Amelia lächelte. In ihren runden Wangen wurden zwei Grübchen sichtbar. »Mein Angebot steht. Wenn du Probleme hast, in Mathe den Anschluss zu finden, kann ich dir helfen. Sie ist super, doch das Erklären fällt ihr echt schwer. Ich glaube, sie denkt, Mathe wäre so simpel und logisch, dass jeder es verstehen müsste.«

»Sie sagte, du bist ihre beste Schülerin.«

Amelia zuckte mit den Achseln. »Das sagt sie von jedem, der nett zu ihr ist und sich nicht über sie lustig macht.«

»Ich habe mitbekommen, wie sie mir dir gesprochen hat und sagte, dass du es dir mit dem College noch mal überlegen sollst.«

Amelia baute derart schnell eine Mauer auf, dass er sich auf die Zunge biss. Verdammt. Es war leicht, über ein Studium zu reden, wenn die Eltern Geld genug besaßen. Bei ihr hingegen sah die Sache anders aus. Er hatte, ohne dass seine Nan nur ein Wort darüber verlor, rasch begriffen, dass Amelias Mutter eine Alkoholikerin war. Er hatte keine Ahnung, ob sie einer Arbeit nachging. Klar, die Geldmittel bei den Turners waren knapp. Seine Nan ließ sich von Amelia die Fenster putzen, weil sie es selbst angeblich nicht mehr schaffte. Purer Blödsinn. Es war ihre Art, dem Nachbarskind Geld zukommen zu lassen, ohne dem Mädchen das Gefühl zu geben, dass es Almosen waren.

Wenn er mitbekam, wie vertraut die beiden miteinander umgingen, kam Eifersucht in ihm hoch. Schließlich war er das Enkelkind, nicht sie. Aber bisher hatte er nur selten Zeit mit seiner Nan verbracht und schon gar nicht bei ihr gelebt. Amelia hingegen war Kate von Geburt an vertraut. Seine Nan hatte die hochschwangere Nachbarin ins Krankenhaus gefahren und war bei ihr geblieben, bis das kleine Mädchen das Licht der Welt erblickt hatte.

»Wirst du in die Mannschaft aufgenommen?«, fragte Amelia und wechselte das Thema.

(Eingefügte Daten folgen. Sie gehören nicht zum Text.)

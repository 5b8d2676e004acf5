//! Function resolvers.
//!
//! - **MetaResolver**: routes a target to one of several runtimes
//! - **StaticResolver**: fixed function table (tests, demo)
//! - **WorkflowRuntimeResolver**: workflows registered in the event log

use std::collections::{BTreeMap, BTreeSet};
use std::sync::Arc;

use async_trait::async_trait;
use tracing::debug;

use crate::aggregate::{replay, WorkflowAggregate};
use crate::domain::{Aggregate, FnRef, ResolveError, WorkflowState, WORKFLOWS_RUNTIME};
use crate::ports::{EventStore, Resolver, RuntimeResolver};

/// Resolver over several named runtimes.
///
/// - `runtime://name` is sent to that runtime only.
/// - A bare `name` is tried on every runtime in name order; the first runtime
///   that knows it wins.
#[derive(Default)]
pub struct MetaResolver {
    runtimes: BTreeMap<String, Arc<dyn RuntimeResolver>>,
}

impl MetaResolver {
    pub fn new() -> Self {
        Self::default()
    }

    pub fn with_runtime(
        mut self,
        name: impl Into<String>,
        resolver: Arc<dyn RuntimeResolver>,
    ) -> Self {
        self.runtimes.insert(name.into(), resolver);
        self
    }
}

#[async_trait]
impl Resolver for MetaResolver {
    async fn resolve(&self, target: &str) -> Result<FnRef, ResolveError> {
        let fn_ref = FnRef::parse(target);
        if fn_ref.has_runtime() {
            let runtime = self
                .runtimes
                .get(&fn_ref.runtime)
                .ok_or_else(|| ResolveError::UnknownRuntime(fn_ref.runtime.clone()))?;
            let id = runtime.resolve(&fn_ref.id).await?;
            return Ok(FnRef::new(fn_ref.runtime, id));
        }

        for (name, runtime) in &self.runtimes {
            match runtime.resolve(&fn_ref.id).await {
                Ok(id) => return Ok(FnRef::new(name.clone(), id)),
                Err(err) => debug!(runtime = %name, target, error = %err, "runtime did not resolve"),
            }
        }
        Err(ResolveError::NotFound(target.to_string()))
    }
}

/// Runtime with a fixed set of functions; every name resolves to itself.
pub struct StaticResolver {
    functions: Option<BTreeSet<String>>,
}

impl StaticResolver {
    pub fn new<I, S>(functions: I) -> Self
    where
        I: IntoIterator<Item = S>,
        S: Into<String>,
    {
        Self {
            functions: Some(functions.into_iter().map(Into::into).collect()),
        }
    }

    /// Resolves any non-empty name.
    pub fn allow_all() -> Self {
        Self { functions: None }
    }
}

#[async_trait]
impl RuntimeResolver for StaticResolver {
    async fn resolve(&self, name: &str) -> Result<String, ResolveError> {
        let known = match &self.functions {
            Some(functions) => functions.contains(name),
            None => !name.is_empty(),
        };
        if known {
            Ok(name.to_string())
        } else {
            Err(ResolveError::NotFound(name.to_string()))
        }
    }
}

/// Runtime that executes workflows: a name resolves iff a workflow with that
/// id has been created and not deleted.
pub struct WorkflowRuntimeResolver {
    store: Arc<dyn EventStore>,
}

impl WorkflowRuntimeResolver {
    pub fn new(store: Arc<dyn EventStore>) -> Self {
        Self { store }
    }
}

#[async_trait]
impl RuntimeResolver for WorkflowRuntimeResolver {
    async fn resolve(&self, name: &str) -> Result<String, ResolveError> {
        if name.is_empty() {
            return Err(ResolveError::NotFound(name.to_string()));
        }
        let workflow: WorkflowAggregate =
            replay(self.store.as_ref(), Aggregate::workflow(name)).await?;
        match workflow.state() {
            WorkflowState::Uncreated => Err(ResolveError::NotFound(name.to_string())),
            WorkflowState::Deleted => {
                debug!(runtime = WORKFLOWS_RUNTIME, workflow = %name, "workflow is deleted");
                Err(ResolveError::NotFound(name.to_string()))
            }
            WorkflowState::Unknown | WorkflowState::Ready => Ok(name.to_string()),
        }
    }
}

»Ja. Football ist zwar nicht so mein Ding, aber offensichtlich konnte ich sie mit meiner schnellen Reaktion und den Sprinterqualitäten überzeugen.«

»Damit brauchst du dir keine Gedanken mehr darüber zu machen, Anschluss zu finden.«

Er schwieg, trank den restlichen Kakao, der inzwischen kalt geworden war. »Irgendwie komisch die Vorstellung, dass du einen Teil deiner Mitschüler kennst, seit du in den Kindergarten gegangen bist.«

»Tja, ich bin halt nie so wie du in der Weltgeschichte herumgekommen.«

»Warst du überhaupt schon mal in einem anderen Land?«

»Nein.«

»An der Ostküste?«

»Nein.«

»Mittlerer Westen? Die Südstaaten? Die Rocky Mountains?«

»Wozu? Immerhin steht der Mount Olympus hier, ganz zu schweigen von unserem Vulkan Mount St. Helens.«

Er nahm sich einen weiteren Muffin, deren Zahl auf fünf geschrumpft war.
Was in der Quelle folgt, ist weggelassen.